Search each line of the data for the word "identities"; copy every line where it is found.

----- Given records

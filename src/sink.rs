//! Output collaborators: where flagged identifiers go once an evaluation completes.

use crate::engine::{Completion, Evaluation};
use crate::model::FlaggedIdSet;
use anyhow::{Context, Result};
use std::fmt::Write as _;
use std::fs::File;
use std::io::{self, BufWriter, Write};
use std::path::{Path, PathBuf};

/// Receives the single-column output of one successful evaluation.
pub trait FlaggedIdSink {
    fn write_ids(&mut self, header: &str, ids: &FlaggedIdSet) -> io::Result<()>;
}

/// Writes the header then one identifier per line, CSV-quoted where needed.
pub struct ColumnWriterSink<W: Write> {
    writer: W,
}

impl<W: Write> ColumnWriterSink<W> {
    pub fn new(writer: W) -> Self {
        Self { writer }
    }

    pub fn into_inner(self) -> W {
        self.writer
    }
}

impl ColumnWriterSink<BufWriter<File>> {
    pub fn create(path: &Path) -> io::Result<Self> {
        Ok(Self::new(BufWriter::new(File::create(path)?)))
    }
}

impl<W: Write> FlaggedIdSink for ColumnWriterSink<W> {
    fn write_ids(&mut self, header: &str, ids: &FlaggedIdSet) -> io::Result<()> {
        writeln!(self.writer, "{}", csv_field(header))?;
        for id in ids {
            writeln!(self.writer, "{}", csv_field(id.as_str()))?;
        }
        self.writer.flush()
    }
}

/// Keeps every written column in memory.
#[derive(Debug, Default)]
pub struct MemorySink {
    pub outputs: Vec<(String, Vec<String>)>,
}

impl FlaggedIdSink for MemorySink {
    fn write_ids(&mut self, header: &str, ids: &FlaggedIdSet) -> io::Result<()> {
        self.outputs.push((header.to_string(), ids.to_strings()));
        Ok(())
    }
}

fn csv_field(field: &str) -> String {
    if field.contains([',', '"', '\n', '\r']) {
        format!("\"{}\"", field.replace('"', "\"\""))
    } else {
        field.to_string()
    }
}

/// Hand a flagged evaluation to the sink; returns whether anything was written.
///
/// Empty and failed evaluations write nothing.
pub fn write_evaluation(sink: &mut dyn FlaggedIdSink, evaluation: &Evaluation) -> io::Result<bool> {
    match evaluation.flagged() {
        Some(ids) => {
            sink.write_ids(&evaluation.output_header, ids)?;
            Ok(true)
        }
        None => Ok(false),
    }
}

/// Write `<rule>.csv` into `dir` when the evaluation flagged anything.
pub fn write_evaluation_file(dir: &Path, evaluation: &Evaluation) -> Result<Option<PathBuf>> {
    if evaluation.flagged().is_none() {
        return Ok(None);
    }
    let path = dir.join(format!("{}.csv", evaluation.rule));
    let mut sink = ColumnWriterSink::create(&path)
        .with_context(|| format!("failed to create {}", path.display()))?;
    write_evaluation(&mut sink, evaluation)
        .with_context(|| format!("failed to write {}", path.display()))?;
    Ok(Some(path))
}

/// Human-readable account of one evaluation.
pub fn export_text_summary(evaluation: &Evaluation) -> String {
    let mut out = String::new();
    let stats = &evaluation.stats;
    let _ = writeln!(out, "Rule: {}", evaluation.rule);
    let _ = writeln!(
        out,
        "Rows: {} ({} excluded), units scanned: {}",
        stats.rows, stats.excluded_rows, stats.units
    );
    match &evaluation.completion {
        Completion::Flagged(ids) => {
            let _ = writeln!(
                out,
                "Flagged {} identities across {} clusters",
                ids.len(),
                stats.clusters_flagged
            );
            for cluster in &evaluation.clusters {
                let members: Vec<&str> = cluster.identities.iter().map(|id| id.as_str()).collect();
                let _ = writeln!(
                    out,
                    "  {} ({} records): {}",
                    cluster.id,
                    cluster.records.len(),
                    members.join(", ")
                );
            }
        }
        Completion::Empty => {
            let _ = writeln!(out, "No groups found");
        }
        Completion::Failed(err) => {
            let _ = writeln!(out, "Processing failed: {err}");
        }
    }
    out
}

#[cfg(test)]
mod tests {
    use super::*;
    use crate::engine::RuleEngine;
    use crate::model::{IdentityKey, Table, Value};
    use crate::rules::RulePreset;

    fn evaluation(rows: &[(&str, &str)]) -> Evaluation {
        let engine = RuleEngine::default();
        let rule = RulePreset::SameRecipientPhone.build(engine.config());
        let table = Table::with_rows(
            ["recipient_phone_", "buyer_id"],
            rows.iter()
                .map(|(phone, buyer)| vec![Value::text(*phone), Value::text(*buyer)])
                .collect(),
        )
        .unwrap();
        engine.evaluate(&rule, &table)
    }

    #[test]
    fn test_column_writer_quotes_fields() {
        let ids: FlaggedIdSet = [IdentityKey::new("7"), IdentityKey::new("a,\"b\"")]
            .into_iter()
            .collect();
        let mut sink = ColumnWriterSink::new(Vec::new());
        sink.write_ids("ID", &ids).unwrap();
        let written = String::from_utf8(sink.into_inner()).unwrap();
        assert_eq!(written, "ID\n7\n\"a,\"\"b\"\"\"\n");
    }

    #[test]
    fn test_empty_evaluation_writes_nothing() {
        let mut sink = MemorySink::default();
        let empty = evaluation(&[("1", "a"), ("2", "b")]);
        assert!(!write_evaluation(&mut sink, &empty).unwrap());
        assert!(sink.outputs.is_empty());

        let flagged = evaluation(&[("1", "a"), ("1", "b"), ("1", "c")]);
        assert!(write_evaluation(&mut sink, &flagged).unwrap());
        assert_eq!(
            sink.outputs,
            vec![("ID".to_string(), vec!["a".into(), "b".into(), "c".into()])]
        );
    }

    #[test]
    fn test_evaluation_file() {
        let dir = tempfile::tempdir().unwrap();
        let flagged = evaluation(&[("1", "a"), ("1", "b"), ("1", "c")]);
        let path = write_evaluation_file(dir.path(), &flagged).unwrap().unwrap();
        assert_eq!(std::fs::read_to_string(path).unwrap(), "ID\na\nb\nc\n");

        let empty = evaluation(&[("1", "a")]);
        assert!(write_evaluation_file(dir.path(), &empty).unwrap().is_none());
    }

    #[test]
    fn test_text_summary_distinguishes_outcomes() {
        let flagged = export_text_summary(&evaluation(&[("1", "a"), ("1", "b"), ("1", "c")]));
        assert!(flagged.contains("Flagged 3 identities across 1 clusters"));
        assert!(flagged.contains("C0 (3 records): a, b, c"));
        assert!(export_text_summary(&evaluation(&[("1", "a")])).contains("No groups found"));
    }
}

----------

- _Response_:
                "Flagged {} identities across {} clusters",
                let members: Vec<&str> = cluster.identities.iter().map(|id| id.as_str()).collect();
        assert!(flagged.contains("Flagged 3 identities across 1 clusters"));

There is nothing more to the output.